France

La France poursuit Google en justice

La France se dirige vers la Cour européenne de justice pour savoir si elle peut obliger des entreprises telles que Google à retirer des résultats de recherche de la liste mondiale.

L’autorité française de régulation des données cherche à savoir si le résultat du moteur de recherche puisse être retiré en vertu de la loi sur le « droit d’être oublié » (RTBF) et doit être retiré uniquement en France ou s’il doit être retiré de la liste de tous les domaines de Google.

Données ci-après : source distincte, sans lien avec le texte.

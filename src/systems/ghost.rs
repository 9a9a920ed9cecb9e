//! Pursuer movement policies.
//!
//! Every policy reduces to an ordering of the four directions. The first direction in that
//! ordering whose destination is open and not held by another live pursuer wins.

use glam::IVec2;
use rand::seq::SliceRandom;
use rand::Rng;
use tracing::trace;

use crate::entity::ghost::{Behavior, Pursuer};
use crate::entity::pacman::Pacman;
use crate::map::builder::Maze;
use crate::map::direction::Direction;

/// The point a pursuer aims at. `None` means the policy has no target and shuffles instead.
pub fn target(behavior: Behavior, from: IVec2, pacman: &Pacman) -> Option<IVec2> {
    if pacman.is_powered() {
        return Some(flee_target(from, pacman.position));
    }

    let heading = pacman.heading();
    match behavior {
        Behavior::Direct => Some(pacman.position),
        Behavior::Random => None,
        Behavior::Predictive => Some(pacman.position + heading),
        Behavior::Ambush => Some(pacman.position - 2 * heading),
    }
}

/// Reflection of the player through the pursuer, so moving towards it moves away from the player.
pub fn flee_target(from: IVec2, player: IVec2) -> IVec2 {
    2 * from - player
}

/// Orders the four directions by squared distance from `from + direction` to `target`.
///
/// The sort is stable: ties keep the Up, Down, Left, Right order.
pub fn sort_directions_by_distance(from: IVec2, target: IVec2) -> [Direction; 4] {
    let mut directions = Direction::DIRECTIONS;
    directions.sort_by_key(|direction| (from + direction.as_ivec2()).distance_squared(target));
    directions
}

/// The four directions in a uniformly random order.
pub fn random_directions<R: Rng + ?Sized>(rng: &mut R) -> [Direction; 4] {
    let mut directions = Direction::DIRECTIONS;
    directions.shuffle(rng);
    directions
}

/// The candidate ordering for one pursuer on one movement tick.
pub fn candidates<R: Rng + ?Sized>(behavior: Behavior, from: IVec2, pacman: &Pacman, rng: &mut R) -> [Direction; 4] {
    match target(behavior, from, pacman) {
        Some(target) => sort_directions_by_distance(from, target),
        None => random_directions(rng),
    }
}

/// Returns the destination of the first candidate that can be entered and is not held by a live
/// pursuer. Stays put when every candidate is blocked.
pub fn best_move(maze: &Maze, pursuers: &[Pursuer], from: IVec2, candidates: &[Direction]) -> IVec2 {
    candidates
        .iter()
        .map(|direction| maze.step(from, *direction))
        .find(|to| maze.can_enter(*to) && !pursuers.iter().any(|other| other.is_alive() && other.position == *to))
        .unwrap_or(from)
}

/// Advances every live pursuer by one cell, in their fixed order.
///
/// Each pursuer sees the positions the earlier ones have already moved to.
pub fn move_pursuers<R: Rng + ?Sized>(maze: &Maze, pursuers: &mut [Pursuer], pacman: &Pacman, rng: &mut R) {
    for index in 0..pursuers.len() {
        if !pursuers[index].is_alive() {
            continue;
        }

        let (ghost, from) = (pursuers[index].ghost, pursuers[index].position);
        let order = candidates(ghost.behavior(), from, pacman, rng);
        // A step always leaves `from`, so the mover itself never blocks its destination
        let to = best_move(maze, pursuers, from, &order);

        if to != from {
            trace!(ghost = %ghost, from = ?from, to = ?to, "Pursuer moved");
        }
        pursuers[index].position = to;
    }
}

#[cfg(test)]
mod tests {
    use super::*;
    use crate::entity::ghost::Ghost;
    use crate::map::parser::MapTileParser;
    use rand::rngs::StdRng;
    use rand::SeedableRng;

    fn maze(board: &[&str]) -> Maze {
        Maze::from_parsed(&MapTileParser::parse_board(board).unwrap())
    }

    #[test]
    fn test_sort_directions_is_stable() {
        // Up and Left are equally close to a target up-left of the origin
        let order = sort_directions_by_distance(IVec2::new(5, 5), IVec2::new(4, 4));
        assert_eq!(order, [Direction::Up, Direction::Left, Direction::Down, Direction::Right]);
    }

    #[test]
    fn test_flee_target_reflects_player() {
        assert_eq!(flee_target(IVec2::new(3, 3), IVec2::new(1, 3)), IVec2::new(5, 3));
    }

    #[test]
    fn test_targets_follow_heading() {
        let mut pacman = Pacman::new(IVec2::new(4, 4));
        pacman.last_move = Some(Direction::Right);
        let from = IVec2::new(1, 1);

        assert_eq!(target(Behavior::Direct, from, &pacman), Some(IVec2::new(4, 4)));
        assert_eq!(target(Behavior::Predictive, from, &pacman), Some(IVec2::new(5, 4)));
        assert_eq!(target(Behavior::Ambush, from, &pacman), Some(IVec2::new(2, 4)));
        assert_eq!(target(Behavior::Random, from, &pacman), None);

        pacman.power_up();
        assert_eq!(target(Behavior::Random, from, &pacman), Some(IVec2::new(-2, -2)));
    }

    #[test]
    fn test_best_move_skips_walls_and_live_pursuers() {
        let maze = maze(&["#####", "#...#", "#...#", "#...#", "#####"]);
        let blocker = Pursuer::new(Ghost::Inky, IVec2::new(2, 1));

        let to = best_move(
            &maze,
            std::slice::from_ref(&blocker),
            IVec2::new(2, 2),
            &[Direction::Up, Direction::Right],
        );
        assert_eq!(to, IVec2::new(3, 2));

        let mut dead = blocker.clone();
        dead.capture();
        let to = best_move(&maze, &[dead], IVec2::new(2, 2), &[Direction::Up]);
        assert_eq!(to, IVec2::new(2, 1));
    }

    #[test]
    fn test_best_move_stays_when_boxed_in() {
        let maze = maze(&["#####", "##.##", "#...#", "#####", "#####"]);
        let to = best_move(&maze, &[], IVec2::new(2, 1), &[Direction::Up, Direction::Left, Direction::Right]);
        assert_eq!(to, IVec2::new(2, 1));
    }

    #[test]
    fn test_dead_pursuers_do_not_move() {
        let maze = maze(&["#######", "#.....#", "#.....#", "#.....#", "#######"]);
        let pacman = Pacman::new(IVec2::new(1, 1));
        let mut pursuers = vec![Pursuer::new(Ghost::Blinky, IVec2::new(5, 3))];
        pursuers[0].capture();

        move_pursuers(&maze, &mut pursuers, &pacman, &mut StdRng::seed_from_u64(7));
        assert_eq!(pursuers[0].position, IVec2::new(5, 3));
    }

    #[test]
    fn test_direct_pursuer_closes_in() {
        let maze = maze(&["#######", "#.....#", "#.....#", "#.....#", "#######"]);
        let pacman = Pacman::new(IVec2::new(1, 1));
        let mut pursuers = vec![Pursuer::new(Ghost::Blinky, IVec2::new(5, 1))];

        move_pursuers(&maze, &mut pursuers, &pacman, &mut StdRng::seed_from_u64(7));
        assert_eq!(pursuers[0].position, IVec2::new(4, 1));
    }
}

La RTBF a été créée en 2014 lorsqu’un homme appelé Mario Costeja s’est plaint que la recherche de son nom sur Google renvoyait des informations périmées sur une dette non réglée et ne révélait pas que sa dette était réglée.

Il a gagné son procès, et maintenant la RTBF permet aux gens ordinaires d’exiger que Google modifie ses résultats de recherche et supprime les liens vers des informations « inadéquates, non pertinentes ou […] excessives ». Bien que les données elle-même reste en ligne, elle ne peut pas être trouvé par des recherches utilisant le nom de l’individu.

Aujourd’hui, la Commission nationale de l’informatique et des libertés (CNIL) cherche à étendre ce pouvoir pour lui permettre de supprimer des liens non seulement de google.fr mais de tous les domaines de Google.

Google et un groupe de huit organisations internationales de défense de la liberté d’expression avertissent qu’une telle extension pourrait encourager des États autoritaires tels que la Chine, la Russie et l’Arabie saoudite à tenter de la même manière de contrôler l’internet mondial.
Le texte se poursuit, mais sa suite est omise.